2K views 6 replies 5 participants last post by  how 
#1 ·
Hi,

I have a Diplomat 80MGF3 furnace that stopped working. The induced draft would start working and after waiting awhile the blower would start working, without ignition. I get a 3 flashes code from the led, meaning pressure switch failed to close. I have tested the power to the switch in and out, and i am getting +/_ 25.6V. I have checked if there is power to the valve and i am not getting anything. Please give me some guidance!
 
#2 ·
The pressure switch failing to close can be due to many things, some simple and some very dangerous.

Basically the switch monitors pressure(s) (either negative or positive or both) that the venter motor developes when it runs. If a problem causes the pressure(s) to be outside of the manufacturer's specifications the switch will not allow the burner to light. This is a MAJOR safety item on all HE furnaces and is there to protect both the people in the house and the furnace itself.

Other than suggesting that you check the end of the exhaust vent from the furnace (outside of the home) for any kind of obstruction, there is honestly nothing you can do to diagnose what the problem is without the specific testing equipment required to make the measurements needed to figure out the problem. This is not one of those "change parts until it works" kind of problems.
 
#4 ·
I am not an expert but i believe that the pressure switch works. I have tested the switch with a voltmeter with and without the tube and when the tube is on it shows about 25v. with no tube i do not get any reading. There must be something else wrong. Igniter, valve, or control panel. If you have any suggestions, that would help!
 
#5 ·
Should be with tube on and fan running 0V
without tube and fan running +/-24Vac
 
#7 · (Edited)
One way to electrically test that PS is to clip one meter lead to furnace ground and use the other lead to check for 24V going in and out of the PS. Before the furnace starts, both sides of the PS should read "0 V". As soon as the ID starts, only one side of the PS should show 24V. As soon as the ID is up to full speed, both sides of the PS should read 24V.
Your diagnostic code is saying that when the ID is up to full speed, the 24V that the board is sending to the PS is not continuing on and making its way back to the board as it should.

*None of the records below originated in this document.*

//! Build vendor request bodies from the unified message list.
//!
//! Each builder is a pure function from `(&[Message], &GenerateOptions)` to
//! the vendor's typed request. System messages are hoisted to wherever the
//! vendor wants them (`system`, `instructions`, `systemInstruction`), and
//! tool calls and tool results are re-expressed in the vendor's own shape.

use super::anthropic_types::{
    AnthropicMessage, ContentBlock, MessagesRequest, ThinkingConfig as AnthropicThinking, Tool,
};
use super::google_types::{
    Content, FunctionCall, FunctionDeclaration, FunctionResponse, GenerateContentRequest,
    GenerationConfig, GoogleTool, Part, ThinkingConfig as GoogleThinking,
};
use super::openai_types::{
    ChatCompletionRequest, ChatFunction, ChatMessage, ChatTool, ChatToolCall,
    ChatToolCallFunction, ResponsesInputItem, ResponsesRequest, ResponsesTool, StreamOptions,
};
use super::types::{GenerateOptions, Message, Role};
use crate::error::Result;
use crate::providers::Vendor;

/// Anthropic requires `max_tokens`; this is used when the caller gave none.
pub const ANTHROPIC_DEFAULT_MAX_TOKENS: u64 = 4096;

/// Serialize the request body for `vendor`.
pub fn build_request(
    vendor: Vendor,
    messages: &[Message],
    options: &GenerateOptions,
) -> Result<serde_json::Value> {
    let body = match vendor {
        Vendor::OpenAiChat => serde_json::to_value(to_chat_request(messages, options))?,
        Vendor::OpenAiResponses => serde_json::to_value(to_responses_request(messages, options))?,
        Vendor::Anthropic => serde_json::to_value(to_messages_request(messages, options))?,
        Vendor::Google => serde_json::to_value(to_gemini_request(messages, options))?,
    };
    Ok(body)
}

fn system_prompt(messages: &[Message]) -> Option<String> {
    let parts: Vec<&str> = messages
        .iter()
        .filter(|m| m.role == Role::System)
        .map(|m| m.content.as_str())
        .collect();
    (!parts.is_empty()).then(|| parts.join("\n\n"))
}

fn non_empty<T: Clone>(items: &[T]) -> Option<Vec<T>> {
    (!items.is_empty()).then(|| items.to_vec())
}

// ---------------------------------------------------------------------------
// OpenAI Chat Completions
// ---------------------------------------------------------------------------

pub fn to_chat_request(messages: &[Message], options: &GenerateOptions) -> ChatCompletionRequest {
    let tools = (!options.tools.is_empty()).then(|| {
        options
            .tools
            .iter()
            .map(|t| ChatTool {
                tool_type: "function",
                function: ChatFunction {
                    name: t.name.clone(),
                    description: t.description.clone(),
                    parameters: t.parameters.clone(),
                },
            })
            .collect()
    });

    ChatCompletionRequest {
        model: options.model.clone(),
        messages: messages.iter().map(chat_message).collect(),
        stream: true,
        stream_options: StreamOptions {
            include_usage: true,
        },
        max_tokens: options.max_tokens,
        temperature: options.temperature,
        top_p: options.top_p,
        stop: non_empty(&options.stop),
        tools,
    }
}

fn chat_message(msg: &Message) -> ChatMessage {
    let tool_calls = (!msg.tool_calls.is_empty()).then(|| {
        msg.tool_calls
            .iter()
            .map(|call| ChatToolCall {
                id: call.id.clone(),
                call_type: "function",
                function: ChatToolCallFunction {
                    name: call.name.clone(),
                    arguments: call.arguments.to_string(),
                },
            })
            .collect::<Vec<_>>()
    });

    // An assistant turn that only calls tools sends `content: null`
    let content = if tool_calls.is_some() && msg.content.is_empty() {
        None
    } else {
        Some(msg.content.clone())
    };

    ChatMessage {
        role: msg.role.as_str().to_string(),
        content,
        tool_calls,
        tool_call_id: msg.tool_call_id.clone(),
    }
}

// ---------------------------------------------------------------------------
// OpenAI Responses
// ---------------------------------------------------------------------------

pub fn to_responses_request(messages: &[Message], options: &GenerateOptions) -> ResponsesRequest {
    let mut input = Vec::new();

    for msg in messages {
        match msg.role {
            Role::System => {}
            Role::User => input.push(ResponsesInputItem::Message {
                role: "user".to_string(),
                content: msg.content.clone(),
            }),
            Role::Assistant => {
                if !msg.content.is_empty() || msg.tool_calls.is_empty() {
                    input.push(ResponsesInputItem::Message {
                        role: "assistant".to_string(),
                        content: msg.content.clone(),
                    });
                }
                input.extend(msg.tool_calls.iter().map(|call| {
                    ResponsesInputItem::FunctionCall {
                        call_id: call.id.clone(),
                        name: call.name.clone(),
                        arguments: call.arguments.to_string(),
                    }
                }));
            }
            Role::Tool => input.push(ResponsesInputItem::FunctionCallOutput {
                call_id: msg.tool_call_id.clone().unwrap_or_default(),
                output: msg.content.clone(),
            }),
        }
    }

    let tools = (!options.tools.is_empty()).then(|| {
        options
            .tools
            .iter()
            .map(|t| ResponsesTool {
                tool_type: "function",
                name: t.name.clone(),
                description: t.description.clone(),
                parameters: t.parameters.clone(),
            })
            .collect()
    });

    ResponsesRequest {
        model: options.model.clone(),
        input,
        stream: true,
        instructions: system_prompt(messages),
        max_output_tokens: options.max_tokens,
        temperature: options.temperature,
        top_p: options.top_p,
        tools,
    }
}

// ---------------------------------------------------------------------------
// Anthropic Messages
// ---------------------------------------------------------------------------

pub fn to_messages_request(messages: &[Message], options: &GenerateOptions) -> MessagesRequest {
    let mut out: Vec<AnthropicMessage> = Vec::new();

    for msg in messages {
        let (role, blocks) = match msg.role {
            Role::System => continue,
            Role::User => ("user", vec![ContentBlock::Text {
                text: msg.content.clone(),
            }]),
            Role::Assistant => {
                let mut blocks = Vec::new();
                if !msg.content.is_empty() || msg.tool_calls.is_empty() {
                    blocks.push(ContentBlock::Text {
                        text: msg.content.clone(),
                    });
                }
                blocks.extend(msg.tool_calls.iter().map(|call| ContentBlock::ToolUse {
                    id: call.id.clone(),
                    name: call.name.clone(),
                    input: call.arguments.clone(),
                }));
                ("assistant", blocks)
            }
            // Tool results travel inside a user turn
            Role::Tool => ("user", vec![ContentBlock::ToolResult {
                tool_use_id: msg.tool_call_id.clone().unwrap_or_default(),
                content: msg.content.clone(),
            }]),
        };

        // The API rejects consecutive turns with the same role
        match out.last_mut() {
            Some(last) if last.role == role => last.content.extend(blocks),
            _ => out.push(AnthropicMessage {
                role: role.to_string(),
                content: blocks,
            }),
        }
    }

    let tools = (!options.tools.is_empty()).then(|| {
        options
            .tools
            .iter()
            .map(|t| Tool {
                name: t.name.clone(),
                description: t.description.clone(),
                input_schema: t.parameters.clone(),
            })
            .collect()
    });

    MessagesRequest {
        model: options.model.clone(),
        max_tokens: options.max_tokens.unwrap_or(ANTHROPIC_DEFAULT_MAX_TOKENS),
        messages: out,
        stream: true,
        system: system_prompt(messages),
        temperature: options.temperature,
        top_p: options.top_p,
        stop_sequences: non_empty(&options.stop),
        tools,
        thinking: options.reasoning_budget.map(|budget| AnthropicThinking {
            thinking_type: "enabled",
            budget_tokens: budget,
        }),
    }
}

// ---------------------------------------------------------------------------
// Google Gemini
// ---------------------------------------------------------------------------

pub fn to_gemini_request(messages: &[Message], options: &GenerateOptions) -> GenerateContentRequest {
    let mut contents: Vec<Content> = Vec::new();

    for msg in messages {
        let (role, parts) = match msg.role {
            Role::System => continue,
            Role::User => ("user", vec![Part::text(&msg.content)]),
            Role::Assistant => {
                let mut parts = Vec::new();
                if !msg.content.is_empty() || msg.tool_calls.is_empty() {
                    parts.push(Part::text(&msg.content));
                }
                parts.extend(msg.tool_calls.iter().map(|call| Part {
                    function_call: Some(FunctionCall {
                        id: None,
                        name: call.name.clone(),
                        args: call.arguments.clone(),
                    }),
                    ..Part::default()
                }));
                ("model", parts)
            }
            Role::Tool => ("user", vec![function_response_part(msg)]),
        };

        match contents.last_mut() {
            Some(last) if last.role.as_deref() == Some(role) => last.parts.extend(parts),
            _ => contents.push(Content {
                role: Some(role.to_string()),
                parts,
            }),
        }
    }

    let generation_config = GenerationConfig {
        max_output_tokens: options.max_tokens,
        temperature: options.temperature,
        top_p: options.top_p,
        stop_sequences: non_empty(&options.stop),
        thinking_config: options.reasoning_budget.map(|budget| GoogleThinking {
            thinking_budget: budget,
            include_thoughts: true,
        }),
    };

    let tools = (!options.tools.is_empty()).then(|| {
        vec![GoogleTool {
            function_declarations: options
                .tools
                .iter()
                .map(|t| FunctionDeclaration {
                    name: t.name.clone(),
                    description: t.description.clone(),
                    parameters: t.parameters.clone(),
                })
                .collect(),
        }]
    });

    GenerateContentRequest {
        contents,
        system_instruction: system_prompt(messages).map(|text| Content {
            role: None,
            parts: vec![Part::text(text)],
        }),
        generation_config: generation_config.into_option(),
        tools,
    }
}

/// `functionResponse.response` must be a JSON object; plain-text tool output
/// is wrapped as `{"content": ...}`.
fn function_response_part(msg: &Message) -> Part {
    let response = match serde_json::from_str::<serde_json::Value>(&msg.content) {
        Ok(value @ serde_json::Value::Object(_)) => value,
        _ => serde_json::json!({ "content": msg.content }),
    };
    let name = msg
        .name
        .clone()
        .or_else(|| msg.tool_call_id.clone())
        .unwrap_or_default();

    Part {
        function_response: Some(FunctionResponse { name, response }),
        ..Part::default()
    }
}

That code can be caused by cracked or split tubes to the PS/ tube bent enough to cut off the flow/ tube filled with condensate/ internal leak in the PS diaphram/ faulty elect switch in the PS/ damaged PS wiring or connections/ build up of "crud" just inside the ID assy where the PS tube attaches/ ID motor failing/ ID fan slipping on motor shaft/ ID fan blades dirty or broken/ degrading seal behind ID assy/ obstruction in exhaust vent/ exhaust vent that's too long or with too many elbows/ cracked exchanger/ faulty board.
If the tubes go anywhere else than between the ID and the PS, the list of possibilities gets longer.